- _DATASET RECORDS_:
-.-.-

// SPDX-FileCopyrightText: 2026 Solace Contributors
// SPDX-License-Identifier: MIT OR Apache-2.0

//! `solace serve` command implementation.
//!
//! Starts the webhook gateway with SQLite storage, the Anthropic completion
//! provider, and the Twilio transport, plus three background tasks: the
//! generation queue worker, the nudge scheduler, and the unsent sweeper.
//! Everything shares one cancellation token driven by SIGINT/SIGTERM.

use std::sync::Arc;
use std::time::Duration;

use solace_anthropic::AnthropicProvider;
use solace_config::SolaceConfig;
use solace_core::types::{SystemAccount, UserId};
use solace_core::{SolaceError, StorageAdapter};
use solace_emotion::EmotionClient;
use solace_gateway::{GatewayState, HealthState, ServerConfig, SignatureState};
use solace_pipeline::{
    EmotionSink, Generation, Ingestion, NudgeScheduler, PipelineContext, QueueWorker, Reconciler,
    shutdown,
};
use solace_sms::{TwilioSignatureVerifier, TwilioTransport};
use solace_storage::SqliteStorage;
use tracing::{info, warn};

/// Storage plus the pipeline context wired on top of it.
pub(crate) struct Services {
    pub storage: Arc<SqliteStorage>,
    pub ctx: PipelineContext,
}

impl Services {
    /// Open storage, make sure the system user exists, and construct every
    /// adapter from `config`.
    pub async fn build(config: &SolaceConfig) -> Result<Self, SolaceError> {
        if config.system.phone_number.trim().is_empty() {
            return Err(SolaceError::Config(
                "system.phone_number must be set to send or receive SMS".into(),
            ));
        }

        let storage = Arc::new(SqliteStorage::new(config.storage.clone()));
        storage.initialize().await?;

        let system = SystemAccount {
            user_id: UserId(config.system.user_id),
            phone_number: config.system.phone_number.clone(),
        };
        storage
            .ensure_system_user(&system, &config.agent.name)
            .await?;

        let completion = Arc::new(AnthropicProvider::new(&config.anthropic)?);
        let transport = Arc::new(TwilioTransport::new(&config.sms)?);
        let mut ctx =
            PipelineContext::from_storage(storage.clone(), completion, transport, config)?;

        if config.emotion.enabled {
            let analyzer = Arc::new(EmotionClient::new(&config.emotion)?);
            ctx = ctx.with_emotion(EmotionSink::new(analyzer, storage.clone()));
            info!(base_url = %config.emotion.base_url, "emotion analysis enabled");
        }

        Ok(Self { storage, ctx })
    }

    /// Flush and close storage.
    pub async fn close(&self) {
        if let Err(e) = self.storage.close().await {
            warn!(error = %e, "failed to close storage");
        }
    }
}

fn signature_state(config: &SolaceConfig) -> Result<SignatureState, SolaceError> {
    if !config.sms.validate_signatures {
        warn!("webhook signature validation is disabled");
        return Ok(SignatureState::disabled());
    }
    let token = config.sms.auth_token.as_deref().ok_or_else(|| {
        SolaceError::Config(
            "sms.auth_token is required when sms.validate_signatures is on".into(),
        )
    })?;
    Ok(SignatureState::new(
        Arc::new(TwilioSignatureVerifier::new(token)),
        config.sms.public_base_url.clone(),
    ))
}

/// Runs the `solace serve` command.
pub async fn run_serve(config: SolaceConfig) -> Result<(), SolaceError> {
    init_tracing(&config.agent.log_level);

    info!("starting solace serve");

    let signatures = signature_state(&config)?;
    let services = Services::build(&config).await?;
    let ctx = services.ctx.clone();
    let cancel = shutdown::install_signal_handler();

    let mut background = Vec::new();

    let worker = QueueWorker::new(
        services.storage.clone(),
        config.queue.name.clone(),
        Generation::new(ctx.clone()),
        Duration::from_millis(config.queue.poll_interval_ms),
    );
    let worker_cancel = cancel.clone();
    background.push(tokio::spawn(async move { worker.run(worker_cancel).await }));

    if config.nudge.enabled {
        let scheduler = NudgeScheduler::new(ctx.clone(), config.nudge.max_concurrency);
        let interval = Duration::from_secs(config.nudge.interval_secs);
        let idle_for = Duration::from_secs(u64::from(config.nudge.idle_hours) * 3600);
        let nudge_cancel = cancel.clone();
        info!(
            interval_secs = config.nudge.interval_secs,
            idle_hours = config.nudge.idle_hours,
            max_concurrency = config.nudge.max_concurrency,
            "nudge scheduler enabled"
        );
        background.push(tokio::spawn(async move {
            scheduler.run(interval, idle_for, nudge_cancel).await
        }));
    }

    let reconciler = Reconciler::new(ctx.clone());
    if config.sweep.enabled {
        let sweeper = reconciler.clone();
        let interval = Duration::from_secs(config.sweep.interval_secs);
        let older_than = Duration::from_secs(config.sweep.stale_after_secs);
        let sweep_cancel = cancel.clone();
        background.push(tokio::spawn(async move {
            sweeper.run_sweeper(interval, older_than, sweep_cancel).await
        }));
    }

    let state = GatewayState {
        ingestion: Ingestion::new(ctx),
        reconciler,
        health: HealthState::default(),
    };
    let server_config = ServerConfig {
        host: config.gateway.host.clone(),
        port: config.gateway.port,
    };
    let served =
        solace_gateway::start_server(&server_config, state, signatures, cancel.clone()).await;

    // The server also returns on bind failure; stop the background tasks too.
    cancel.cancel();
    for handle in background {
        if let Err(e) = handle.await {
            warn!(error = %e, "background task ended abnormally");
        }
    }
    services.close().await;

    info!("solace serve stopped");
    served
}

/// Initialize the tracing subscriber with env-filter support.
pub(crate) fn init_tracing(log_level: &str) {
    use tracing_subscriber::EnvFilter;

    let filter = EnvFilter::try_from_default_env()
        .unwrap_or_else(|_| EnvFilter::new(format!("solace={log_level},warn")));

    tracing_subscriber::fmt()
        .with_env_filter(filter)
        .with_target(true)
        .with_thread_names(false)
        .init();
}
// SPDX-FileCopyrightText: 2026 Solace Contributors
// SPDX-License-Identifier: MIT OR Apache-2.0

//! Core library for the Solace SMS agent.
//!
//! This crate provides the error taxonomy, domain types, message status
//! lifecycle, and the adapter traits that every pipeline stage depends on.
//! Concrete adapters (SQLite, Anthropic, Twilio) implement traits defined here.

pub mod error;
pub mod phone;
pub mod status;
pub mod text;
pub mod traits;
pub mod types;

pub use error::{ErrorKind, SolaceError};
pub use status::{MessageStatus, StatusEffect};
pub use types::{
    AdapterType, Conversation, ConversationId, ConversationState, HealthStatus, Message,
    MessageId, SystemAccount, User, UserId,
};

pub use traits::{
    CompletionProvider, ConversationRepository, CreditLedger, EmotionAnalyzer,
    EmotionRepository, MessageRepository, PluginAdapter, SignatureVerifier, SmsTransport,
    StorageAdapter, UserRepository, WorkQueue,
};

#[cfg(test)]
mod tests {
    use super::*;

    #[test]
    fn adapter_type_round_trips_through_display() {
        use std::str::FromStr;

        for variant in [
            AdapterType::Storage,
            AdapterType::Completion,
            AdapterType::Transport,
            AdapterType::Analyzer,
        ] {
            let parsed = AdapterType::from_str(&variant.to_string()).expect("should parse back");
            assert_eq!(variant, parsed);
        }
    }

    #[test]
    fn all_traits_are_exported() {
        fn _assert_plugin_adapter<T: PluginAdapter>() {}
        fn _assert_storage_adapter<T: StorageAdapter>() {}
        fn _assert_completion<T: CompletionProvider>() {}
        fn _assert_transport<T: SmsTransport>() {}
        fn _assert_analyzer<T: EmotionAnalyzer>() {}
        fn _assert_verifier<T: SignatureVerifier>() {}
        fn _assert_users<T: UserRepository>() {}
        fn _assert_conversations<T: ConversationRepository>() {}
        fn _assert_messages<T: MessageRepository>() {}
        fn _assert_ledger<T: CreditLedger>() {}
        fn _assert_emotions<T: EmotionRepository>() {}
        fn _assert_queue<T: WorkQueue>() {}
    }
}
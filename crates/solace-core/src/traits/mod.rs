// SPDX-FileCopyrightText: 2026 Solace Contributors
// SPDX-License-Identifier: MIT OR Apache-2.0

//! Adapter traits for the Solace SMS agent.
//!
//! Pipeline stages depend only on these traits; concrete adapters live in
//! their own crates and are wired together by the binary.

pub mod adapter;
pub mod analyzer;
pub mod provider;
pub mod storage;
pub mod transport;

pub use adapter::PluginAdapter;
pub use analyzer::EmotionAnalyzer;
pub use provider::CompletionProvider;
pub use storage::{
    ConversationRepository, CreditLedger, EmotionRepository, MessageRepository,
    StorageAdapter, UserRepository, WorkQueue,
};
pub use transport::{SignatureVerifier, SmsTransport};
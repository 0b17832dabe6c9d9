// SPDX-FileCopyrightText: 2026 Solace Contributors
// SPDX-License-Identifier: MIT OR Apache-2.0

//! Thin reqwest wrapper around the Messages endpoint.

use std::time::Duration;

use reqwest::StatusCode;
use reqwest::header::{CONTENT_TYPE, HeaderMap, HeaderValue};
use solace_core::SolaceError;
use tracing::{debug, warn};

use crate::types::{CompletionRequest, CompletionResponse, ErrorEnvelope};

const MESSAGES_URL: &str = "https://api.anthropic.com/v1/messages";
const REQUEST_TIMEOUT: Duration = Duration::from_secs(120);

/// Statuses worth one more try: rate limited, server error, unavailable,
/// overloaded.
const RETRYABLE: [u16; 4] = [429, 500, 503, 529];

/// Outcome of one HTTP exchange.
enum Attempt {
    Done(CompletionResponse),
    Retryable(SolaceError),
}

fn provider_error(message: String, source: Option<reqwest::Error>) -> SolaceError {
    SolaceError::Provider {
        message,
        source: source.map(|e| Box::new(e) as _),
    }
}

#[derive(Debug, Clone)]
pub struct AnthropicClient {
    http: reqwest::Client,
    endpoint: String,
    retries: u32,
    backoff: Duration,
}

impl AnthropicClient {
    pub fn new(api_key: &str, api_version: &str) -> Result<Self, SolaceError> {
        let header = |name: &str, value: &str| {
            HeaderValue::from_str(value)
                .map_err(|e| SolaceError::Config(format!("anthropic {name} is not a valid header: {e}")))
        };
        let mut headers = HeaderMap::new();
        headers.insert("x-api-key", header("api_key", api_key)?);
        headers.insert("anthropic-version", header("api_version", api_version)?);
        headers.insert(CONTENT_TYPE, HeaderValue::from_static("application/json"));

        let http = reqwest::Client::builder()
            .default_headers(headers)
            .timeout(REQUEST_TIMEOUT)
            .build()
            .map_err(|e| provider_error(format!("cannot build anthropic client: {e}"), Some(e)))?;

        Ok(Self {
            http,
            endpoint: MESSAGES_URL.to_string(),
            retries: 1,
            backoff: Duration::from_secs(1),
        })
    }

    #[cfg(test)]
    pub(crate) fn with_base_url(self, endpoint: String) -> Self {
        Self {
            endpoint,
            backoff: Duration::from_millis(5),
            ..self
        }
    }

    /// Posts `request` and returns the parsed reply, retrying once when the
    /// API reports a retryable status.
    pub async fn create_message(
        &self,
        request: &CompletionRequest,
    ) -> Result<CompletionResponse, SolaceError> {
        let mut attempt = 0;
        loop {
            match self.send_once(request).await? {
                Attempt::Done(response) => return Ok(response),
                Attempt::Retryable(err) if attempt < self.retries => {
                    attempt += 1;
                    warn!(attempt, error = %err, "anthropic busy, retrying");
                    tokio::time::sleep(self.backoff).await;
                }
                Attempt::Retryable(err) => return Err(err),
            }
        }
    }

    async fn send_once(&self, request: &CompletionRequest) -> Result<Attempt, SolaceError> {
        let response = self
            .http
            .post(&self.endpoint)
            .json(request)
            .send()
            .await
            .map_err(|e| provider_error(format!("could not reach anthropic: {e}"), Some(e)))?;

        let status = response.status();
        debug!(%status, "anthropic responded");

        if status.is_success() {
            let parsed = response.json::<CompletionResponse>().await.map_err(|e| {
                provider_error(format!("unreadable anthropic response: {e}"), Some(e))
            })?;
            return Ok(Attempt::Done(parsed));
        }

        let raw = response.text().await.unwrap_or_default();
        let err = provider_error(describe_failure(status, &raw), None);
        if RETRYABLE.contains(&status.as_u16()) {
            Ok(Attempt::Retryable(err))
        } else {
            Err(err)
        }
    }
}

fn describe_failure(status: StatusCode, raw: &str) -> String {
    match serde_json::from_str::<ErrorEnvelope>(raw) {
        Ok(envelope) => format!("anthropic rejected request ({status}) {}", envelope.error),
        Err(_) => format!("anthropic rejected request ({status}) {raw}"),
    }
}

-.-.-

Please transcribe the records exactly from their first line through the line holding "the Anthropic completion", and leave out all others.

// SPDX-FileCopyrightText: 2026 Solace Contributors
// SPDX-License-Identifier: MIT OR Apache-2.0

//! `solace serve` command implementation.
//!
//! Starts the webhook gateway with SQLite storage, the Anthropic completion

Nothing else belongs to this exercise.